By Frances Clause
“Take listeners’ ears on a journey from the first note to the last note,” Jamey Aebersold, world-renowned jazz performer, said as he gave Dana School of Music students advice on musical phrasing, improvisation and playing solos.
Aebersold was the guest artist of YSU Jazz Day and Saxophone Summit at Bliss Hall, where his clinic and master class were the highlights of Saturday’s nine-hour event.
Aebersold graduated from Indiana University with a master’s degree in saxophone in 1962 and was awarded an honorary doctorate from the same university in 1992. His summer jazz workshops, instructional books and “Jazz Play-A-Long” series continue to teach students from around the world.
“Each time we have new clinicians come to YSU’s Dana School of Music, we get the chance to gain outside insight that we wouldn’t get had these clinicians not been able to visit,” Billy McKinney, senior music education and member of Dana’s saxophone studio, said.

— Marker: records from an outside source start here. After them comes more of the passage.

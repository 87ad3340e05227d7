use super::*;

fn profile() -> Profile {
    Profile::new("demo", Some("eu-west-1".to_string()))
}

fn provider() -> StaticProvider {
    StaticProvider::new(demo_dataset(OffsetDateTime::UNIX_EPOCH + time::Duration::days(20_000)))
}

#[tokio::test]
async fn log_group_pages_chain_through_offsets() {
    let p = provider().with_page_size(20);
    let first = p.list_log_groups(&profile(), None, None).await.unwrap();
    assert_eq!(first.items.len(), 20);
    assert_eq!(first.next_token.as_deref(), Some("20"));

    let last = p
        .list_log_groups(&profile(), None, Some("60".to_string()))
        .await
        .unwrap();
    assert_eq!(last.items.len(), 4);
    assert_eq!(last.next_token, None);
    assert_eq!(p.calls("describe-log-groups"), 2);
}

#[tokio::test]
async fn log_group_prefix_narrows_listing() {
    let p = provider();
    let page = p
        .list_log_groups(&profile(), Some("/ecs/"), None)
        .await
        .unwrap();
    let names: Vec<&str> = page.items.iter().map(|g| g.name.as_str()).collect();
    assert_eq!(names, vec!["/ecs/api", "/ecs/web", "/ecs/worker"]);
}

#[tokio::test]
async fn bad_token_is_a_transport_error() {
    let p = provider();
    let err = p
        .list_secrets(&profile(), Some("nope".to_string()))
        .await
        .unwrap_err();
    assert!(matches!(err, FetchError::Transport { .. }));
}

#[tokio::test]
async fn unknown_parents_are_not_found() {
    let p = provider();
    assert!(
        p.list_log_streams(&profile(), "/missing", 50)
            .await
            .unwrap_err()
            .is_not_found()
    );
    assert!(
        p.list_services(&profile(), "arn:missing", None)
            .await
            .unwrap_err()
            .is_not_found()
    );
    assert!(
        p.secret_value(&profile(), "arn:missing")
            .await
            .unwrap_err()
            .is_not_found()
    );
}

#[tokio::test]
async fn log_events_return_latest_slice() {
    let p = provider();
    let streams = p.list_log_streams(&profile(), "/ecs/api", 50).await.unwrap();
    assert_eq!(streams.len(), 3);
    assert!(streams[0].last_event > streams[1].last_event);

    let events = p
        .log_events(&profile(), "/ecs/api", &streams[0].name, 10)
        .await
        .unwrap();
    assert_eq!(events.len(), 10);
    assert!(events[0].timestamp < events[9].timestamp);
    assert!(events[9].message.contains("request 1039"));
}

#[tokio::test]
async fn injected_failures_apply_until_cleared() {
    let p = provider();
    p.fail("list-clusters", FetchError::transport("list-clusters", "throttled"));
    assert_eq!(
        p.list_clusters(&profile(), None).await.unwrap_err(),
        FetchError::transport("list-clusters", "throttled")
    );
    p.clear_failures();
    assert_eq!(p.list_clusters(&profile(), None).await.unwrap().items.len(), 2);
    assert_eq!(p.calls("list-clusters"), 2);
    assert_eq!(p.total_calls(), 2);
}

#[tokio::test]
async fn describe_services_rejects_oversized_batches() {
    let p = provider();
    let cluster = p.snapshot().clusters[0].arn.clone();
    let arns = vec!["arn:x".to_string(); 11];
    assert!(p.describe_services(&profile(), &cluster, arns).await.is_err());
}

#[tokio::test]
async fn force_new_deployment_starts_a_primary_rollout() {
    let p = provider();
    let data = p.snapshot();
    let cluster = data.clusters[0].arn.clone();
    let service = data.services[&cluster][0].clone();

    p.force_new_deployment(&profile(), &cluster, &service.arn)
        .await
        .unwrap();

    let after = p
        .describe_services(&profile(), &cluster, vec![service.arn.clone()])
        .await
        .unwrap();
    let svc = &after[0];
    assert_eq!(svc.deployments.len(), 2);
    let active = svc.active_deployment().unwrap();
    assert_eq!(active.rollout_state.as_deref(), Some("IN_PROGRESS"));
    assert_eq!(active.running, 0);
    assert_eq!(svc.deployments[1].status, "ACTIVE");

    assert!(
        p.force_new_deployment(&profile(), &cluster, "arn:missing")
            .await
            .unwrap_err()
            .is_not_found()
    );
}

McKinney said as a future teacher, events like this are important because it gives him and other music majors a chance to take in new perspectives of music.
“I really learned that there is more to jazz than just playing a ton of notes in a solo,” he said. “Jamey made sure that when we play solos in jazz music that each note is carefully picked to make musical sense.”
“Jazz solos are supposed to showcase our playing abilities, sure, but they are also supposed to showcase our musical thinking when it comes to phrasing,” he added, reflecting on what Aebersold demonstrated. “Essentially, the solo must sound as musical as it is virtuosic.”
Aebersold dissected harmonic and melodic devices common in jazz, discussed improvisational techniques and challenged audience members on their music knowledge through demonstrations on saxophone and piano.
Kent Engelhardt, professor of jazz studies, said the center of Aebersold’s teaching is the idea that all musicians can improvise.
“Whether or not that means you become a great jazz player, a great blues player, a great rock-and-roll player or a great country player, [Aebersold] opens improvisation up in such a logical way to people,” he said.
Engelhardt said he was fortunate to attend two of Aebersold’s jazz camps when he was young, and it set him on the path to what he does now.
“This event shows incoming students that we’re serious about the study of jazz, and it’s also an opportunity for them to get to hear some of our really terrific student musicians and faculty play,” he said.
Aebersold joined Dana students in playing a blues composition by Clifford Brown, a jazz bebop trumpeter, during his clinic. He was later joined by Dana faculty who closed the event with the sounds of their ensemble.
“Getting to play with him after all these years was so cool,” Engelhardt said. “It’s almost as if the years melt away from him when he plays, and he seems forever young.”
Engelhardt said if there’s one thing he hopes students took away from the event, it’s that the positive energy among the ensembles at Dana is growing.
“The students have become a community,” he said. “That sense of community is really important, and that’s not always easy to find.”